5. Lack of proper technology security measures
Technology has streamlined the application and verification process, making it faster and more efficient. However, without the right safeguards in place, the use of technology can also create additional vulnerabilities. Phishing attempts, data breaches, or hacking can compromise sensitive applicant data, creating significant issues for financial institutions and their clients.
Strengthening KYB oversight and AML compliance best practices
The rise in small business fraud forces financial institutions to focus on KYB oversight and tighten Anti-Money Laundering (AML) compliance standards. By focusing on a few pivotal areas, organizations can secure their operations and maintain strong compliance.
Tighten compliance requirements
Addressing current fraud challenges requires more than just following existing compliance guidelines. Organizations must update policies to match evolving regulations and keep staff and clients informed of changes.
Enhance due diligence procedures
Due diligence is a fundamental step in identifying potential risks before they escalate into larger issues. A good due diligence process involves checking new clients, reviewing existing ones, and making sure all data is correct and current. By refining and enhancing these practices, institutions can better gauge potential risks and reduce the chances of fraud.
Collaborate with financial and related institutions
Collaboration across different sectors can provide a more holistic view of potential threats, leading to better solutions for combating fraud. Financial institutions can find and stop fraud faster by sharing information and resources to create better strategies.
Use superior SMB data to improve KYB/AML compliance
By harnessing the right technology, institutions can modernize and strengthen their KYB and AML compliance. Markaaz offers a comprehensive solution to tackle fraud by improving the business verification process. Markaaz provides robust SMB business data that gives a complete and current view of loan and assistance applicants. This helps institutions make quick and informed decisions using accurate information.

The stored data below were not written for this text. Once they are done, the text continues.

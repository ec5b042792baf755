use std::sync::Arc;

use crossbeam_channel::Sender;
use pageloader::PageImageLoader;

use crate::canvas::FrameCanvas;
use crate::engine::FlipEngine;
use crate::types::{
    DrawCommand, EngineDirective, EngineStatus, FlipState, FrameEnded, SlotId, TickRequest,
};

/// Render-thread side of the viewer. Each tick it decides which page slot,
/// if any, needs fresh pixels, draws at most one page, composes a frame and
/// posts a [`FrameEnded`] back to the coordinator.
pub struct PageRenderController<E: FlipEngine> {
    engine: E,
    canvas: FrameCanvas,
    loader: Arc<dyn PageImageLoader>,
    max_pages: usize,
    raster_scale: f32,
    frames: Sender<FrameEnded>,
}

impl<E: FlipEngine> PageRenderController<E> {
    pub fn new(
        engine: E,
        canvas: FrameCanvas,
        loader: Arc<dyn PageImageLoader>,
        max_pages: usize,
        raster_scale: f32,
        frames: Sender<FrameEnded>,
    ) -> Self {
        Self {
            engine,
            canvas,
            loader,
            max_pages,
            raster_scale,
            frames,
        }
    }

    pub fn engine(&self) -> &E {
        &self.engine
    }

    pub fn canvas(&self) -> &FrameCanvas {
        &self.canvas
    }

    pub fn into_engine(self) -> E {
        self.engine
    }

    /// Resizes the engine, swaps the canvas buffer for one matching the new
    /// page size and retargets loader rasterization.
    pub fn on_surface_changed(&mut self, width: u32, height: u32) {
        self.engine.resize(width, height);
        self.canvas.release();
        let (page_width, page_height) = self.engine.page_size();
        self.canvas.allocate(page_width, page_height);
        self.loader
            .set_target_raster_size(page_width, page_height, self.raster_scale);
        tracing::info!(width, height, page_width, page_height, "surface changed");
    }

    /// Runs one render tick.
    pub fn on_draw_frame(&mut self, tick: TickRequest) {
        for directive in tick.directives {
            self.apply(directive);
        }
        self.engine.delete_unused_textures();

        let view = tick.view;
        match view.command {
            DrawCommand::MovingFrame | DrawCommand::AnimatingFrame => {
                match self.engine.flip_state() {
                    FlipState::ForwardFlip => {
                        if let Some(page) = view.page_index.checked_add(1) {
                            self.refresh_slot(SlotId::Second, page);
                        }
                    }
                    FlipState::BackwardFlip => {
                        if let Some(page) = view.page_index.checked_sub(1) {
                            self.refresh_slot(SlotId::First, page);
                        }
                    }
                    FlipState::Idle
                    | FlipState::EndWithForward
                    | FlipState::EndWithBackward
                    | FlipState::EndWithRestore => {}
                }
                self.engine.compose_flip_frame();
            }
            DrawCommand::FullPage => {
                self.refresh_slot(SlotId::First, view.page_index);
                self.engine.compose_static_frame();
            }
        }

        let ended = FrameEnded {
            command: view.command,
            status: EngineStatus {
                flip_state: self.engine.flip_state(),
                animating: self.engine.is_animating(),
            },
        };
        if self.frames.send(ended).is_err() {
            tracing::debug!("coordinator gone; frame completion dropped");
        }
    }

    fn apply(&mut self, directive: EngineDirective) {
        tracing::trace!(?directive, "applying engine directive");
        match directive {
            EngineDirective::PromoteSecondToFirst => self.engine.promote_second_to_first(),
            EngineDirective::MoveFirstToSecond => self.engine.move_first_to_second(),
            EngineDirective::Drag {
                direction,
                progress,
            } => self.engine.drag(direction, progress),
            EngineDirective::Release { commit } => self.engine.release(commit),
        }
    }

    /// Redraws `page` into `slot` when the slot is empty, or holds a
    /// placeholder and the loader now has the real content.
    fn refresh_slot(&mut self, slot: SlotId, page: usize) {
        if page >= self.max_pages {
            tracing::warn!(page, max_pages = self.max_pages, "page outside document; not drawn");
            return;
        }
        let loader = &self.loader;
        if !self
            .engine
            .slot(slot)
            .needs_refresh(|| loader.peek(page).is_some())
        {
            return;
        }
        if !self.canvas.is_allocated() {
            tracing::debug!(page, "no surface yet; slot left empty");
            return;
        }

        let placeholder = self.canvas.draw_page(page, &*self.loader);
        match slot {
            SlotId::First => self.engine.set_first_texture(&self.canvas, placeholder),
            SlotId::Second => self.engine.set_second_texture(&self.canvas, placeholder),
        }
        tracing::debug!(?slot, page, placeholder, "slot refreshed");
    }
}

#[cfg(test)]
mod tests {
    use crossbeam_channel::{unbounded, Receiver};
    use image::{Rgba, RgbaImage};

    use super::*;
    use crate::test_support::FakeLoader;
    use crate::types::{FlipDirection, RenderStyle, SlotStatus, ViewSnapshot};

    /// Engine double that records every call.
    #[derive(Default)]
    struct RecordingEngine {
        first: SlotStatus,
        second: SlotStatus,
        state: FlipState,
        animating: bool,
        size: (u32, u32),
        calls: Vec<&'static str>,
    }

    impl RecordingEngine {
        fn count(&self, call: &str) -> usize {
            self.calls.iter().filter(|c| **c == call).count()
        }

        fn texture_writes(&self) -> usize {
            self.count("set_first") + self.count("set_second")
        }
    }

    impl FlipEngine for RecordingEngine {
        fn resize(&mut self, width: u32, height: u32) {
            self.size = (width, height);
            self.calls.push("resize");
        }

        fn page_size(&self) -> (u32, u32) {
            self.size
        }

        fn flip_state(&self) -> FlipState {
            self.state
        }

        fn is_animating(&self) -> bool {
            self.animating
        }

        fn slot(&self, slot: SlotId) -> SlotStatus {
            match slot {
                SlotId::First => self.first,
                SlotId::Second => self.second,
            }
        }

        fn delete_unused_textures(&mut self) -> usize {
            self.calls.push("delete_unused");
            0
        }

        fn set_first_texture(&mut self, _canvas: &FrameCanvas, placeholder: bool) {
            self.first = SlotStatus {
                texture_valid: true,
                placeholder,
            };
            self.calls.push("set_first");
        }

        fn set_second_texture(&mut self, _canvas: &FrameCanvas, placeholder: bool) {
            self.second = SlotStatus {
                texture_valid: true,
                placeholder,
            };
            self.calls.push("set_second");
        }

        fn promote_second_to_first(&mut self) {
            self.first = self.second;
            self.second = SlotStatus::EMPTY;
            self.calls.push("promote");
        }

        fn move_first_to_second(&mut self) {
            self.second = self.first;
            self.first = SlotStatus::EMPTY;
            self.calls.push("move_first");
        }

        fn drag(&mut self, direction: FlipDirection, _progress: f32) {
            self.state = match direction {
                FlipDirection::Forward => FlipState::ForwardFlip,
                FlipDirection::Backward => FlipState::BackwardFlip,
            };
            self.calls.push("drag");
        }

        fn release(&mut self, _commit: bool) {
            self.animating = true;
            self.calls.push("release");
        }

        fn compose_flip_frame(&mut self) {
            self.calls.push("compose_flip");
        }

        fn compose_static_frame(&mut self) {
            self.calls.push("compose_static");
        }
    }

    struct Harness {
        controller: PageRenderController<RecordingEngine>,
        loader: Arc<FakeLoader>,
        frames: Receiver<FrameEnded>,
    }

    fn harness(engine: RecordingEngine) -> Harness {
        let loader = Arc::new(FakeLoader::default());
        let (tx, rx) = unbounded();
        let mut controller = PageRenderController::new(
            engine,
            FrameCanvas::new(RenderStyle::default(), 20),
            loader.clone(),
            20,
            0.5,
            tx,
        );
        controller.on_surface_changed(72, 128);
        Harness {
            controller,
            loader,
            frames: rx,
        }
    }

    fn tick(page_index: usize, command: DrawCommand) -> TickRequest {
        TickRequest::new(ViewSnapshot {
            page_index,
            command,
        })
    }

    fn valid(placeholder: bool) -> SlotStatus {
        SlotStatus {
            texture_valid: true,
            placeholder,
        }
    }

    fn page_image() -> RgbaImage {
        RgbaImage::from_pixel(4, 4, Rgba([1, 2, 3, 255]))
    }

    #[test]
    fn full_page_with_valid_first_does_not_draw() {
        let mut h = harness(RecordingEngine {
            first: valid(false),
            ..Default::default()
        });
        h.controller.on_draw_frame(tick(3, DrawCommand::FullPage));

        assert_eq!(h.controller.canvas().stats().draws, 0);
        assert_eq!(h.controller.engine().texture_writes(), 0);
        assert_eq!(h.controller.engine().count("compose_static"), 1);
        assert_eq!(h.loader.peek_count(), 0);
    }

    #[test]
    fn full_page_with_invalid_first_draws_exactly_once() {
        let mut h = harness(RecordingEngine::default());
        h.controller.on_draw_frame(tick(3, DrawCommand::FullPage));

        let engine = h.controller.engine();
        assert_eq!(h.controller.canvas().stats().draws, 1);
        assert_eq!(engine.count("set_first"), 1);
        assert_eq!(engine.count("set_second"), 0);
        assert_eq!(engine.count("compose_static"), 1);
    }

    #[test]
    fn first_page_without_content_becomes_placeholder() {
        let mut h = harness(RecordingEngine::default());
        h.controller.on_draw_frame(tick(0, DrawCommand::FullPage));

        assert_eq!(h.controller.engine().first, valid(true));
        let texts: Vec<_> = h
            .controller
            .canvas()
            .labels()
            .iter()
            .map(|label| label.text.clone())
            .collect();
        assert_eq!(texts, ["0", "The First Page"]);
    }

    #[test]
    fn placeholder_is_replaced_once_content_is_ready() {
        let mut h = harness(RecordingEngine {
            first: valid(true),
            ..Default::default()
        });
        h.controller.on_draw_frame(tick(2, DrawCommand::FullPage));
        assert_eq!(h.controller.engine().texture_writes(), 0);

        h.loader.set_ready(2, page_image());
        h.controller.on_draw_frame(tick(2, DrawCommand::FullPage));
        assert_eq!(h.controller.engine().count("set_first"), 1);
        assert_eq!(h.controller.engine().first, valid(false));
    }

    #[test]
    fn forward_flip_fills_second_with_next_page() {
        let mut h = harness(RecordingEngine {
            first: valid(false),
            state: FlipState::ForwardFlip,
            ..Default::default()
        });
        h.loader.set_ready(5, page_image());
        h.controller.on_draw_frame(tick(4, DrawCommand::MovingFrame));

        let engine = h.controller.engine();
        assert_eq!(engine.second, valid(false));
        assert_eq!(engine.count("set_first"), 0);
        assert_eq!(engine.count("compose_flip"), 1);
        assert_eq!(h.controller.canvas().labels()[0].text, "5");
    }

    #[test]
    fn backward_flip_fills_first_with_previous_page() {
        let mut h = harness(RecordingEngine {
            second: valid(false),
            state: FlipState::BackwardFlip,
            ..Default::default()
        });
        h.controller.on_draw_frame(tick(4, DrawCommand::AnimatingFrame));

        let engine = h.controller.engine();
        assert_eq!(engine.first, valid(true));
        assert_eq!(engine.count("set_second"), 0);
        assert_eq!(h.controller.canvas().labels()[0].text, "3");
    }

    #[test]
    fn at_most_one_slot_written_per_tick() {
        let commands = [
            DrawCommand::FullPage,
            DrawCommand::MovingFrame,
            DrawCommand::AnimatingFrame,
        ];
        let states = [
            FlipState::Idle,
            FlipState::ForwardFlip,
            FlipState::BackwardFlip,
            FlipState::EndWithForward,
            FlipState::EndWithBackward,
            FlipState::EndWithRestore,
        ];
        for command in commands {
            for state in states {
                let mut h = harness(RecordingEngine {
                    state,
                    ..Default::default()
                });
                h.controller.on_draw_frame(tick(5, command));
                assert!(
                    h.controller.engine().texture_writes() <= 1,
                    "{command:?} in {state:?}"
                );
                assert_eq!(h.frames.try_iter().count(), 1, "{command:?} in {state:?}");
            }
        }
    }

    #[test]
    fn frame_ended_reports_command_and_engine_status() {
        let mut h = harness(RecordingEngine {
            state: FlipState::ForwardFlip,
            ..Default::default()
        });
        let mut request = tick(1, DrawCommand::AnimatingFrame);
        request
            .directives
            .push(EngineDirective::Release { commit: true });
        h.controller.on_draw_frame(request);

        let ended = h.frames.try_recv().unwrap();
        assert_eq!(ended.command, DrawCommand::AnimatingFrame);
        assert_eq!(ended.status.flip_state, FlipState::ForwardFlip);
        assert!(ended.status.animating);
    }

    #[test]
    fn directives_apply_before_unused_textures_are_deleted() {
        let mut h = harness(RecordingEngine {
            first: valid(false),
            second: valid(false),
            ..Default::default()
        });
        let mut request = tick(6, DrawCommand::FullPage);
        request.directives.push(EngineDirective::PromoteSecondToFirst);
        h.controller.on_draw_frame(request);

        let calls = &h.controller.engine().calls;
        let promote = calls.iter().position(|c| *c == "promote").unwrap();
        let delete = calls.iter().position(|c| *c == "delete_unused").unwrap();
        assert!(promote < delete);
        assert_eq!(h.controller.engine().texture_writes(), 0);
    }

    #[test]
    fn surface_change_releases_then_allocates_and_retargets_loader() {
        let mut h = harness(RecordingEngine::default());
        let before = h.controller.canvas().stats();
        assert_eq!((before.allocations, before.releases), (1, 0));

        h.controller.on_surface_changed(72, 128);
        h.controller.on_surface_changed(72, 128);
        let after = h.controller.canvas().stats();
        assert_eq!((after.allocations, after.releases), (3, 2));
        assert_eq!(h.controller.canvas().dimensions(), Some((72, 128)));
        assert_eq!(
            *h.loader.targets.lock().unwrap(),
            vec![(72, 128, 0.5); 3]
        );
    }

    #[test]
    fn flip_past_last_page_draws_nothing() {
        let mut h = harness(RecordingEngine {
            state: FlipState::ForwardFlip,
            ..Default::default()
        });
        h.controller.on_draw_frame(tick(19, DrawCommand::MovingFrame));
        assert_eq!(h.controller.engine().texture_writes(), 0);
        assert_eq!(h.frames.try_iter().count(), 1);
    }
}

Markaaz streamlines the compliance process by automating manual compliance screening checks. Integrated data delivery enhances a company’s AML compliance program and better positions it to address the evolving threats of small business fraud.
Preventing fraud in small business lending and financial assistance
Financial institutions must take proactive steps to address the increasing risk of fraud in small business loan applications. Strengthening oversight, updating compliance measures, and leveraging cutting-edge SMB data solutions can help protect financial institutions while ensuring the integrity of loan application programs.